"Usuńmy drzwi w akademikach" - minister Indonezji walczy z "czynami lubieżnymi"
Minister spraw społecznych Indonezji Khofifah Indar Parawansa zaproponowała, żeby we wszystkich akademikach w kraju zlikwidować drzwi do pokojów, aby nie dochodziło w nich do aktów homoseksualnych. Pytana o prywatność młodych ludzi odpowiada, że akademiki nie są koedukacyjne, więc brak drzwi nie powinien być dla nikogo problemem - donosi indianexpress.com
Minister przyznaje, że to nie jej własny pomysł. Widziała takie rozwiązanie w "bardzo prestiżowym" akademiku w Indonezji.
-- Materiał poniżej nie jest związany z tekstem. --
//! Request extractors.

use axum::{
    extract::FromRequestParts,
    http::{request::Parts, StatusCode},
};
use arcana_db::entities::user;
use serde::Deserialize;

/// Authenticated user extractor.
#[derive(Debug, Clone)]
pub struct AuthUser(pub user::Model);

impl<S> FromRequestParts<S> for AuthUser
where
    S: Send + Sync,
{
    type Rejection = (StatusCode, &'static str);

    async fn from_request_parts(parts: &mut Parts, _state: &S) -> Result<Self, Self::Rejection> {
        // Get user from request extensions (set by auth middleware)
        parts
            .extensions
            .get::<user::Model>()
            .cloned()
            .map(AuthUser)
            .ok_or((StatusCode::UNAUTHORIZED, "Unauthorized"))
    }
}

/// Optional authenticated user extractor.
#[derive(Debug, Clone)]
pub struct MaybeAuthUser(pub Option<user::Model>);

impl<S> FromRequestParts<S> for MaybeAuthUser
where
    S: Send + Sync,
{
    type Rejection = (StatusCode, &'static str);

    async fn from_request_parts(parts: &mut Parts, _state: &S) -> Result<Self, Self::Rejection> {
        Ok(Self(parts.extensions.get::<user::Model>().cloned()))
    }
}

/// Authenticated admin extractor.
#[derive(Debug, Clone)]
pub struct AdminUser(pub user::Model);

impl<S> FromRequestParts<S> for AdminUser
where
    S: Send + Sync,
{
    type Rejection = (StatusCode, &'static str);

    async fn from_request_parts(parts: &mut Parts, _state: &S) -> Result<Self, Self::Rejection> {
        let user = parts
            .extensions
            .get::<user::Model>()
            .cloned()
            .ok_or((StatusCode::UNAUTHORIZED, "Unauthorized"))?;
        if !user.is_admin {
            return Err((StatusCode::FORBIDDEN, "Forbidden"));
        }
        Ok(Self(user))
    }
}

/// Page-number pagination query parameters.
#[derive(Debug, Clone, Copy, Deserialize)]
#[serde(rename_all = "camelCase")]
pub struct Pagination {
    #[serde(default = "default_page")]
    pub page: u64,
    #[serde(default = "default_limit")]
    pub limit: u64,
}

const fn default_page() -> u64 {
    1
}

const fn default_limit() -> u64 {
    20
}

const MAX_LIMIT: u64 = 100;

impl Default for Pagination {
    fn default() -> Self {
        Self {
            page: default_page(),
            limit: default_limit(),
        }
    }
}

impl Pagination {
    /// Row offset of this page.
    #[must_use]
    pub const fn offset(&self) -> u64 {
        self.page.saturating_sub(1).saturating_mul(self.limit())
    }

    /// Page size, clamped to the server-side maximum.
    #[must_use]
    pub const fn limit(&self) -> u64 {
        if self.limit == 0 {
            default_limit()
        } else if self.limit > MAX_LIMIT {
            MAX_LIMIT
        } else {
            self.limit
        }
    }
}

#[cfg(test)]
mod tests {
    use super::*;

    #[test]
    fn test_pagination_offset() {
        let p = Pagination { page: 1, limit: 20 };
        assert_eq!(p.offset(), 0);
        let p = Pagination { page: 3, limit: 10 };
        assert_eq!(p.offset(), 20);
    }

    #[test]
    fn test_pagination_limit_clamped() {
        let p = Pagination { page: 1, limit: 10_000 };
        assert_eq!(p.limit(), 100);
        let p = Pagination { page: 1, limit: 0 };
        assert_eq!(p.limit(), 20);
    }

    #[test]
    fn test_pagination_page_zero() {
        let p = Pagination { page: 0, limit: 20 };
        assert_eq!(p.offset(), 0);
    }
}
- Nie ma już obaw o możliwe kontakty między dwoma mężczyznami albo dwiema kobietami - powiedziała. - Widziałam, jak efektywne może być takie rozwiązanie, i uważam, że może być ono przyjęte za wzór.
Nie chciała jednak ujawnić, która uczelnia zdecydowała się na usunięcie drzwi w akademikach.
"Ingeruje w moralność"
Pomysłowi sprzeciwili się już studenci i organizacje broniące praw człowieka. Ich zdaniem takie rozwiązanie narusza prywatność i przesadnie ingeruje w moralność.
- Jeśli ten plan to prawda, to nie ma on żadnego sensu - skomentował Bonar Tigor Naipospos, rzecznik Instytutu Setara, indonezyjskiej organizacji pozarządowej promującej demokrację i pokój.
Naipsos przekonywał, że drzwi symbolizują prywatność i rząd nie powinien się przez nie "przemykać", by kontrolować zachowanie i świadomość jednostek.